Asaf Bitton, MD; Jennifer N. Keagle, MD; Madhulika G. Varma, MD

Disclosures

February 21, 2007

Case Report

A 64-year-old man with Noonan syndrome presented to the emergency department with a 1-day history of abdominal pain, nausea, vomiting, decreased oral intake, and obstipation. His abdomen was distended but he was passing flatus. His past medical history was significant for Noonan syndrome, in addition to congestive heart failure, atrial fibrillation, hypertension, gout, asthma, hypogonadism, chronic renal insufficiency, and 2 surgeries for kidney stone removal.

Abnormal laboratory values included a white blood cell count of 13.3 x 103 cells/mcL and a creatinine level of 1.5 mg/dL. A radiograph of the abdomen revealed 2 significantly dilated small bowel loops with fold thickening in the left side of the abdomen (Figure 1).
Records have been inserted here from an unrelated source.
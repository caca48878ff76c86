//! Pan/zoom mathematics.
//!
//! This module contains the pure functions behind the viewer's zoom
//! buttons, wheel zoom, fit-to-screen and coordinate mapping, extracted for
//! testability.
//!
//! The rendered image is placed with `translate(pan) scale(zoom)` and the
//! origin at the container's top-left corner, so a point `p` in image
//! pixels appears at `container_origin + pan + p * zoom` on screen.

/// Represents pan/zoom transform state.
#[derive(Debug, Clone, Copy, PartialEq)]
pub struct Transform {
    pub zoom: f32,
    pub pan_x: f32,
    pub pan_y: f32,
}

impl Transform {
    /// Create a new transform with the given zoom and pan.
    pub fn new(zoom: f32, pan_x: f32, pan_y: f32) -> Self {
        Self { zoom, pan_x, pan_y }
    }

    /// Create an identity transform (zoom=1, no pan).
    pub fn identity() -> Self {
        Self::new(1.0, 0.0, 0.0)
    }

    /// Multiply the zoom by `factor` while keeping the view center in place.
    ///
    /// The new zoom is clamped to `[min_zoom, max_zoom]`. The pan moves by
    /// the center offset (half the container size, divided by the old
    /// zoom) times `new_zoom / old_zoom - 1`.
    pub fn zoom_about_center(
        &self,
        factor: f32,
        min_zoom: f32,
        max_zoom: f32,
        container_width: f32,
        container_height: f32,
    ) -> Transform {
        let new_zoom = clamp_zoom(self.zoom * factor, min_zoom, max_zoom);
        let ratio = new_zoom / self.zoom;

        let center_x = container_width / 2.0 / self.zoom;
        let center_y = container_height / 2.0 / self.zoom;

        Transform {
            zoom: new_zoom,
            pan_x: self.pan_x - center_x * (ratio - 1.0),
            pan_y: self.pan_y - center_y * (ratio - 1.0),
        }
    }

    /// Multiply the zoom by `factor` without touching the pan.
    pub fn scale_zoom(&self, factor: f32, min_zoom: f32, max_zoom: f32) -> Transform {
        Transform {
            zoom: clamp_zoom(self.zoom * factor, min_zoom, max_zoom),
            pan_x: self.pan_x,
            pan_y: self.pan_y,
        }
    }

    /// Apply a pan delta to the transform.
    pub fn pan_by(&self, dx: f32, dy: f32) -> Transform {
        Transform {
            zoom: self.zoom,
            pan_x: self.pan_x + dx,
            pan_y: self.pan_y + dy,
        }
    }

    /// Map a screen point to image pixels.
    ///
    /// `origin` is the screen position of the container's top-left corner.
    pub fn screen_to_image(&self, screen: (f32, f32), origin: (f32, f32)) -> (f32, f32) {
        (
            (screen.0 - origin.0 - self.pan_x) / self.zoom,
            (screen.1 - origin.1 - self.pan_y) / self.zoom,
        )
    }

    /// Map an image pixel to a screen point. Inverse of [`Transform::screen_to_image`].
    pub fn image_to_screen(&self, image: (f32, f32), origin: (f32, f32)) -> (f32, f32) {
        (
            origin.0 + self.pan_x + image.0 * self.zoom,
            origin.1 + self.pan_y + image.1 * self.zoom,
        )
    }
}

impl Default for Transform {
    fn default() -> Self {
        Self::identity()
    }
}

/// Clamp a zoom level into range.
pub fn clamp_zoom(zoom: f32, min_zoom: f32, max_zoom: f32) -> f32 {
    zoom.clamp(min_zoom, max_zoom)
}

/// Zoom that fits the whole image into the container without upscaling.
pub fn fit_zoom(container: (f32, f32), base: (f32, f32)) -> f32 {
    if base.0 <= 0.0 || base.1 <= 0.0 {
        return 1.0;
    }
    (container.0 / base.0).min(container.1 / base.1).min(1.0)
}

#[cfg(test)]
mod tests {
    use super::*;

    const EPSILON: f32 = 0.0001;

    fn approx_eq(a: f32, b: f32) -> bool {
        (a - b).abs() < EPSILON
    }

    #[test]
    fn test_identity_transform() {
        let t = Transform::identity();
        assert_eq!(t.zoom, 1.0);
        assert_eq!(t.pan_x, 0.0);
        assert_eq!(t.pan_y, 0.0);
    }

    #[test]
    fn test_zoom_about_center_formula() {
        let t = Transform::new(2.0, 10.0, -20.0);
        let new_t = t.zoom_about_center(1.2, 0.1, 5.0, 800.0, 600.0);

        assert!(approx_eq(new_t.zoom, 2.4));
        // center offset = (400 / 2, 300 / 2), ratio - 1 = 0.2
        assert!(approx_eq(new_t.pan_x, 10.0 - 200.0 * 0.2));
        assert!(approx_eq(new_t.pan_y, -20.0 - 150.0 * 0.2));
    }

    #[test]
    fn test_zoom_about_center_at_limit_keeps_pan() {
        let t = Transform::new(5.0, 33.0, 44.0);
        let new_t = t.zoom_about_center(1.2, 0.1, 5.0, 800.0, 600.0);
        assert_eq!(new_t, t);
    }

    #[test]
    fn test_scale_zoom_clamps() {
        let t = Transform::new(4.5, 1.0, 2.0);
        let new_t = t.scale_zoom(1.15, 0.1, 5.0);
        assert_eq!(new_t.zoom, 5.0);
        assert_eq!((new_t.pan_x, new_t.pan_y), (1.0, 2.0));

        let t = Transform::new(0.11, 0.0, 0.0);
        assert_eq!(t.scale_zoom(0.85, 0.1, 5.0).zoom, 0.1);
    }

    #[test]
    fn test_pan_by() {
        let t = Transform::new(1.0, 10.0, 20.0);
        let new_t = t.pan_by(5.0, -10.0);

        assert_eq!(new_t.zoom, 1.0);
        assert_eq!(new_t.pan_x, 15.0);
        assert_eq!(new_t.pan_y, 10.0);
    }

    #[test]
    fn test_screen_image_round_trip() {
        let t = Transform::new(2.5, -30.0, 12.0);
        let origin = (100.0, 50.0);
        let (sx, sy) = t.image_to_screen((40.0, 80.0), origin);
        let (ix, iy) = t.screen_to_image((sx, sy), origin);
        assert!(approx_eq(ix, 40.0));
        assert!(approx_eq(iy, 80.0));
    }

    #[test]
    fn test_image_point_stays_anchored_across_zoom() {
        // The same image feature must map back to the same image coordinate
        // no matter which zoom/pan it is displayed at.
        let origin = (10.0, 10.0);
        let feature = (123.0, 45.0);
        for t in [
            Transform::identity(),
            Transform::new(0.3, 5.0, 5.0),
            Transform::new(4.2, -300.0, 120.0),
        ] {
            let screen = t.image_to_screen(feature, origin);
            let back = t.screen_to_image(screen, origin);
            assert!(approx_eq(back.0, feature.0) && approx_eq(back.1, feature.1));
        }
    }

    #[test]
    fn test_fit_zoom() {
        assert!(approx_eq(fit_zoom((800.0, 600.0), (1600.0, 1000.0)), 0.5));
        assert_eq!(fit_zoom((4000.0, 4000.0), (100.0, 100.0)), 1.0);
        assert_eq!(fit_zoom((800.0, 600.0), (0.0, 100.0)), 1.0);
    }
}
//! Error types for drawing viewer operations.

use thiserror::Error;

/// Errors that can occur while loading, viewing or exporting drawings.
#[derive(Error, Debug)]
pub enum ViewerError {
    /// I/O error during file operations
    #[error("IO error: {0}")]
    Io(#[from] std::io::Error),

    /// JSON parsing or serialization error
    #[error("JSON error: {0}")]
    Json(#[from] serde_json::Error),

    /// Image decoding or encoding error
    #[error("Image error: {0}")]
    Image(#[from] image::ImageError),

    /// SVG writing error
    #[error("XML error: {0}")]
    Xml(#[from] quick_xml::Error),

    /// Image file not present in the store
    #[error("Image not found: {name}")]
    ImageNotFound {
        /// File name that was requested
        name: String,
    },

    /// Image exists but could not be loaded
    #[error("Failed to load image '{name}': {message}")]
    ImageLoad {
        /// File name that was requested
        name: String,
        /// Description of the failure
        message: String,
    },

    /// A raster surface of the requested size could not be allocated
    #[error("Raster surface unavailable ({width}x{height})")]
    SurfaceUnavailable {
        /// Requested width in pixels
        width: u32,
        /// Requested height in pixels
        height: u32,
    },

    /// The text tool was used without a font
    #[error("No font loaded for the text tool")]
    FontUnavailable,

    /// Font bytes could not be parsed
    #[error("Invalid font data")]
    InvalidFont,

    /// A node id that does not exist in the navigation tree
    #[error("Unknown node: {id}")]
    UnknownNode {
        /// The missing node id
        id: String,
    },

    /// Comparison mode needs more revisions than are selected
    #[error("Comparison needs at least {required} revisions, found {found}")]
    NotEnoughRevisions {
        /// Minimum number of revisions
        required: usize,
        /// Number of revisions available
        found: usize,
    },

    /// No base image is resolved for the current selection
    #[error("No base image for the current selection")]
    NoBaseImage,

    /// A markup operation was requested outside markup mode
    #[error("Markup mode is not active")]
    MarkupInactive,

    /// Invalid configuration value
    #[error("Configuration error: {message}")]
    Config {
        /// Description of the configuration error
        message: String,
    },
}

impl ViewerError {
    /// Create an image load error.
    pub fn image_load(name: impl Into<String>, message: impl Into<String>) -> Self {
        Self::ImageLoad {
            name: name.into(),
            message: message.into(),
        }
    }

    /// Create an image-not-found error.
    pub fn image_not_found(name: impl Into<String>) -> Self {
        Self::ImageNotFound { name: name.into() }
    }

    /// Create an unknown node error.
    pub fn unknown_node(id: impl Into<String>) -> Self {
        Self::UnknownNode { id: id.into() }
    }

    /// Create a configuration error.
    pub fn config(message: impl Into<String>) -> Self {
        Self::Config {
            message: message.into(),
        }
    }
}

/// Result alias used throughout the crate.
pub type Result<T> = std::result::Result<T, ViewerError>;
A computed tomography (CT) scan of the abdomen demonstrated many dilated loops of fluid-filled distal jejunum with decompressed proximal jejunum and distal ileum (Figure 2). Inferior to the umbilicus near the midline was a 1.5-cm target sign of the small bowel with an outer enhancing wall, a hypodense inner ring, and a central hyperdensity. Because this abnormality was seen at the transition point and was likely located in the ileum, we thought it might represent a very short-segment intussusception or potentially a gallstone ileus. A streaky air pattern in the dilated loops was suspicious for pneumatosis.

Figure 1.

Abdominal plain film radiograph. Note the multiple dilated loops of small bowel suggestive of a small bowel obstruction.

Figure 2.

Abdominal CT scan. The arrow points to the phytobezoar in the small bowel.
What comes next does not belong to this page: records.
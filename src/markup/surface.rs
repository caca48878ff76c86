//! Raster surface the markup is painted on.
//!
//! The surface lives in *scaled* pixel space: it is `base * zoom` pixels
//! large, and callers stamp primitives at `logical * zoom`.

use tiny_skia::{
    BlendMode, LineCap, LineJoin, Paint, PathBuilder, Pixmap, Rect, Stroke, Transform,
};

use super::tool::Rgb;
use crate::error::{Result, ViewerError};
use crate::viewer::Size;

/// Color and width of a stroke in scaled pixels.
#[derive(Debug, Clone, Copy, PartialEq)]
pub struct StrokeStyle {
    /// Stroke color
    pub color: Rgb,
    /// Stroke width in scaled pixels
    pub width: f32,
}

impl StrokeStyle {
    fn paint(&self) -> Paint<'static> {
        let mut paint = Paint::default();
        paint.set_color_rgba8(self.color.r, self.color.g, self.color.b, 255);
        paint.anti_alias = true;
        paint
    }

    fn stroke(&self) -> Stroke {
        Stroke {
            width: self.width,
            line_cap: LineCap::Round,
            line_join: LineJoin::Round,
            ..Default::default()
        }
    }
}

/// A saved copy of the surface pixels.
#[derive(Clone)]
pub struct Snapshot {
    pixmap: Pixmap,
}

impl Snapshot {
    /// Width in pixels.
    pub fn width(&self) -> u32 {
        self.pixmap.width()
    }

    /// Height in pixels.
    pub fn height(&self) -> u32 {
        self.pixmap.height()
    }

    /// Raw premultiplied RGBA bytes.
    pub fn data(&self) -> &[u8] {
        self.pixmap.data()
    }
}

impl std::fmt::Debug for Snapshot {
    fn fmt(&self, f: &mut std::fmt::Formatter<'_>) -> std::fmt::Result {
        write!(f, "Snapshot({}x{})", self.width(), self.height())
    }
}

/// Pixel dimensions of a surface for a base size at a zoom level.
///
/// Fractional sizes are truncated, and each side is at least one pixel.
pub fn surface_dimensions(base: Size, zoom: f32) -> (u32, u32) {
    let scaled = base.scaled(zoom);
    let side = |v: f32| {
        if v.is_finite() && v >= 1.0 {
            v as u32
        } else {
            1
        }
    };
    (side(scaled.width), side(scaled.height))
}

/// Markup raster surface.
#[derive(Clone)]
pub struct MarkupSurface {
    pixmap: Pixmap,
}

impl std::fmt::Debug for MarkupSurface {
    fn fmt(&self, f: &mut std::fmt::Formatter<'_>) -> std::fmt::Result {
        write!(f, "MarkupSurface({}x{})", self.width(), self.height())
    }
}

fn allocate(width: u32, height: u32) -> Result<Pixmap> {
    Pixmap::new(width, height).ok_or(ViewerError::SurfaceUnavailable { width, height })
}

impl MarkupSurface {
    /// Create a transparent surface.
    pub fn new(width: u32, height: u32) -> Result<Self> {
        Ok(Self {
            pixmap: allocate(width, height)?,
        })
    }

    /// Create a surface sized for a base image at a zoom level.
    pub fn for_view(base: Size, zoom: f32) -> Result<Self> {
        let (w, h) = surface_dimensions(base, zoom);
        Self::new(w, h)
    }

    /// Width in pixels.
    pub fn width(&self) -> u32 {
        self.pixmap.width()
    }

    /// Height in pixels.
    pub fn height(&self) -> u32 {
        self.pixmap.height()
    }

    /// Underlying pixmap.
    pub fn pixmap(&self) -> &Pixmap {
        &self.pixmap
    }

    pub(crate) fn pixmap_mut(&mut self) -> &mut Pixmap {
        &mut self.pixmap
    }

    /// Raw premultiplied RGBA bytes.
    pub fn data(&self) -> &[u8] {
        self.pixmap.data()
    }

    /// Straight-alpha RGBA value of a pixel.
    pub fn pixel(&self, x: u32, y: u32) -> Option<[u8; 4]> {
        let c = self.pixmap.pixel(x, y)?.demultiply();
        Some([c.red(), c.green(), c.blue(), c.alpha()])
    }

    /// Whether no pixel has any coverage.
    pub fn is_blank(&self) -> bool {
        self.pixmap.pixels().iter().all(|p| p.alpha() == 0)
    }

    /// Resize, scaling the existing content into the new dimensions.
    ///
    /// Returns `false` when the size is unchanged and nothing was done.
    pub fn resize_preserving(&mut self, width: u32, height: u32) -> Result<bool> {
        if width == self.width() && height == self.height() {
            return Ok(false);
        }
        let mut next = allocate(width, height)?;
        draw_scaled(&mut next, &self.pixmap);
        log::debug!(
            "Markup surface resized {}x{} -> {}x{}",
            self.width(),
            self.height(),
            width,
            height
        );
        self.pixmap = next;
        Ok(true)
    }

    /// Copy the current pixels.
    pub fn snapshot(&self) -> Snapshot {
        Snapshot {
            pixmap: self.pixmap.clone(),
        }
    }

    /// Restore a snapshot.
    ///
    /// A snapshot of the same size is copied verbatim; one taken at another
    /// zoom level is scaled to the current size.
    pub fn restore(&mut self, snapshot: &Snapshot) {
        if snapshot.width() == self.width() && snapshot.height() == self.height() {
            self.pixmap.data_mut().copy_from_slice(snapshot.data());
        } else {
            self.clear();
            draw_scaled(&mut self.pixmap, &snapshot.pixmap);
        }
    }

    /// Make every pixel transparent.
    pub fn clear(&mut self) {
        self.pixmap.fill(tiny_skia::Color::TRANSPARENT);
    }

    /// Stroke a straight segment.
    pub fn stroke_segment(&mut self, from: (f32, f32), to: (f32, f32), style: &StrokeStyle) {
        let mut pb = PathBuilder::new();
        pb.move_to(from.0, from.1);
        pb.line_to(to.0, to.1);
        if let Some(path) = pb.finish() {
            self.pixmap.stroke_path(
                &path,
                &style.paint(),
                &style.stroke(),
                Transform::identity(),
                None,
            );
        }
    }

    /// Stroke a rectangle outline. Negative sizes extend left/up.
    pub fn stroke_rect(&mut self, x: f32, y: f32, width: f32, height: f32, style: &StrokeStyle) {
        let mut pb = PathBuilder::new();
        pb.move_to(x, y);
        pb.line_to(x + width, y);
        pb.line_to(x + width, y + height);
        pb.line_to(x, y + height);
        pb.close();
        if let Some(path) = pb.finish() {
            let stroke = Stroke {
                line_cap: LineCap::Butt,
                line_join: LineJoin::Miter,
                ..style.stroke()
            };
            self.pixmap
                .stroke_path(&path, &style.paint(), &stroke, Transform::identity(), None);
        }
    }

    /// Stroke a circle outline.
    pub fn stroke_circle(&mut self, cx: f32, cy: f32, radius: f32, style: &StrokeStyle) {
        if let Some(path) = PathBuilder::from_circle(cx, cy, radius) {
            self.pixmap.stroke_path(
                &path,
                &style.paint(),
                &style.stroke(),
                Transform::identity(),
                None,
            );
        }
    }

    /// Make an axis-aligned rectangle transparent.
    pub fn clear_rect(&mut self, x: f32, y: f32, width: f32, height: f32) {
        let Some(rect) = Rect::from_xywh(x, y, width, height) else {
            return;
        };
        let mut paint = Paint::default();
        paint.blend_mode = BlendMode::Clear;
        paint.anti_alias = false;
        self.pixmap
            .fill_rect(rect, &paint, Transform::identity(), None);
    }
}

fn draw_scaled(target: &mut Pixmap, source: &Pixmap) {
    let sx = target.width() as f32 / source.width() as f32;
    let sy = target.height() as f32 / source.height() as f32;
    super::export::draw_scaled(target, source, sx, sy, 1.0);
}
An emergency exploratory laparotomy was performed and we found that the patient had mild adhesive disease requiring a lysis of adhesions. A segment of hyperemic thickened ileum was also noted to have a large mobile mass within it. The wall of the small bowel was incised to extract the phytobezoar and closed primarily. The patient's postoperative course was characterized by mild congestive heart failure, but there were no other complications. When he was discharged from the hospital he was able to tolerate a regular diet without difficulty.